I’m not running, so here are platform planks that should be seriously addressed by the chaps who are making mud pies right now to toss at each other until the November election:
• A traffic study needs to be done. Forget whose job it’s supposed to be (county, state, township). The township is a traffic nightmare. Get some smart people to address the problem or drown in a future morass of cars and trucks.
• Create a volunteer committee who will keep the bike path in tip-top shape. Allow them to raise funds to maintain that two-mile-plus attraction before it cracks and gets ugly. It’s a great asset.

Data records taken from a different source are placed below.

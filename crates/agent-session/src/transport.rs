use futures_util::{SinkExt, StreamExt};
use tokio::sync::mpsc;
use tokio_tungstenite::connect_async;
use tokio_tungstenite::tungstenite::Message;
use tracing::{debug, warn};

use crate::error::{AgentError, Result};
use crate::protocol::ClientFrame;

/// Transport-level events delivered to the session, in arrival order.
#[derive(Debug, Clone, PartialEq, Eq)]
pub enum SessionEvent {
    Connected,
    /// A text frame (binary frames are decoded lossily as UTF-8).
    Received(String),
    TransportError(String),
    Closed,
}

/// Sending half of a live agent connection.
#[derive(Debug, Clone)]
pub struct AgentHandle {
    endpoint: String,
    outbound: mpsc::UnboundedSender<ClientFrame>,
}

impl AgentHandle {
    pub fn endpoint(&self) -> &str {
        &self.endpoint
    }

    /// Queues a frame for the connection task. Fire-and-forget: delivery
    /// failures surface as `SessionEvent::TransportError`.
    pub fn send(&self, frame: ClientFrame) -> Result<()> {
        self.outbound
            .send(frame)
            .map_err(|_| AgentError::ChannelClosed)
    }
}

/// Opens a single connection to the agent endpoint on the current tokio
/// runtime. The connection is never retried; once `SessionEvent::Closed` is
/// delivered the handle is dead.
pub fn connect(
    endpoint: impl Into<String>,
) -> (AgentHandle, mpsc::UnboundedReceiver<SessionEvent>) {
    let endpoint = endpoint.into();
    let (outbound_tx, outbound_rx) = mpsc::unbounded_channel();
    let (events_tx, events_rx) = mpsc::unbounded_channel();

    tokio::spawn(run_connection(endpoint.clone(), outbound_rx, events_tx));

    (
        AgentHandle {
            endpoint,
            outbound: outbound_tx,
        },
        events_rx,
    )
}

async fn run_connection(
    endpoint: String,
    mut outbound: mpsc::UnboundedReceiver<ClientFrame>,
    events: mpsc::UnboundedSender<SessionEvent>,
) {
    let stream = match connect_async(endpoint.as_str()).await {
        Ok((stream, _)) => stream,
        Err(source) => {
            let err = AgentError::Connect { endpoint, source };
            warn!("{err}");
            let _ = events.send(SessionEvent::TransportError(err.to_string()));
            let _ = events.send(SessionEvent::Closed);
            return;
        }
    };
    debug!(%endpoint, "agent connection established");
    let _ = events.send(SessionEvent::Connected);

    let (mut sink, mut stream) = stream.split();
    loop {
        tokio::select! {
            frame = outbound.recv() => {
                let Some(frame) = frame else {
                    let _ = sink.close().await;
                    break;
                };
                let text = match frame.encode() {
                    Ok(text) => text,
                    Err(err) => {
                        warn!("{err}");
                        continue;
                    }
                };
                if let Err(err) = sink.send(Message::Text(text)).await {
                    let err = AgentError::from(err);
                    warn!("{err}");
                    let _ = events.send(SessionEvent::TransportError(err.to_string()));
                    break;
                }
            }
            incoming = stream.next() => match incoming {
                Some(Ok(Message::Text(text))) => {
                    let _ = events.send(SessionEvent::Received(text));
                }
                Some(Ok(Message::Binary(data))) => {
                    let text = String::from_utf8_lossy(&data).into_owned();
                    let _ = events.send(SessionEvent::Received(text));
                }
                Some(Ok(Message::Close(frame))) => {
                    debug!(reason = ?frame.map(|f| f.reason.into_owned()), "agent closed connection");
                    break;
                }
                // Ping/pong replies are queued by tungstenite itself.
                Some(Ok(_)) => {}
                Some(Err(err)) => {
                    let err = AgentError::from(err);
                    warn!("{err}");
                    let _ = events.send(SessionEvent::TransportError(err.to_string()));
                    break;
                }
                None => break,
            }
        }
    }

    let _ = events.send(SessionEvent::Closed);
}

• Get another “blue-ribbon panel” in shape to consider a five-member governing body. Make sure there is ALWAYS minority representation. Lest you think it would cost a bundle more than the present band of solons, no. The concept is, Township Committee is allotted roughly $65,000 to run now. Instead of slicing the pie three ways, which same pie gets sliced five ways. No one’s supposed to be in government for the loot of bennies anyway, so, take the job for the greater glory of the people served.
• Hold Township Committee meetings in various parts of the municipality. It will expand committee’s horizon and might bring the people closer to government.
• Ensure playgrounds are available in key township locations. Enlist a band of youngsters to help keep them clean and monitored for damage.
• Review all ordinances. If you don’t plan to enforce some, wipe them off the books. If you want rampant signs everywhere, strike that chapter from your laws.
• Prepare for the worst, as in blizzards and floods. Let the citizens know who is in charge and what to do if the lights go out for a long time. Don’t keep them guessing in the cold and dark
• Make trash dumpsters available in key locations throughout the township. That way, if you have a load of smelly trash, you could haul it off early. It’s going to be picked up anyway, why let it linger three to five days until “trash day?”
• Do serious study to the sewer needs of ever part of the township.
There are places, once rural, that are a public health problem waiting to happen. Wells and septic tanks might work with 3.5-acre or larger lots, but when we have 100 by 150 feet lots with houses crammed together, I hate to say, but that’s not rural. That’s a looming problem.
• Consider a satellite municipal office in the “south end” of the municipality. Police have a sub station in Rio Grande and Green Creek. If there would be five committee people, perhaps they would see fit to hold “office hours” at certain times to hear from the people in those areas.
You will note, with a few exceptions, none of these planks would increase our tax burden. They would press the need for public-minded people to step forward, like the blue-ribbon panel to consider a five-member governing body.
Residents of Middle Township are truly fortunate people. They live in the best of all worlds, close to beaches and ocean, near to medical facilities and shopping centers. We have problems, yes, we do, and they will not get better by themselves. That is why there is a need for concerned citizens to step forward and get involved.
It is a chore to attend municipal meetings, and it is doubly frustrating to speak and believe you are not being heard. Maybe that will change
If enough ordinary citizens want something to happen, the leaders will get the message and make it happen
That is the glory of our election process, and why the above platform planks ought to receive very serious consideration by each of the three committee candidates.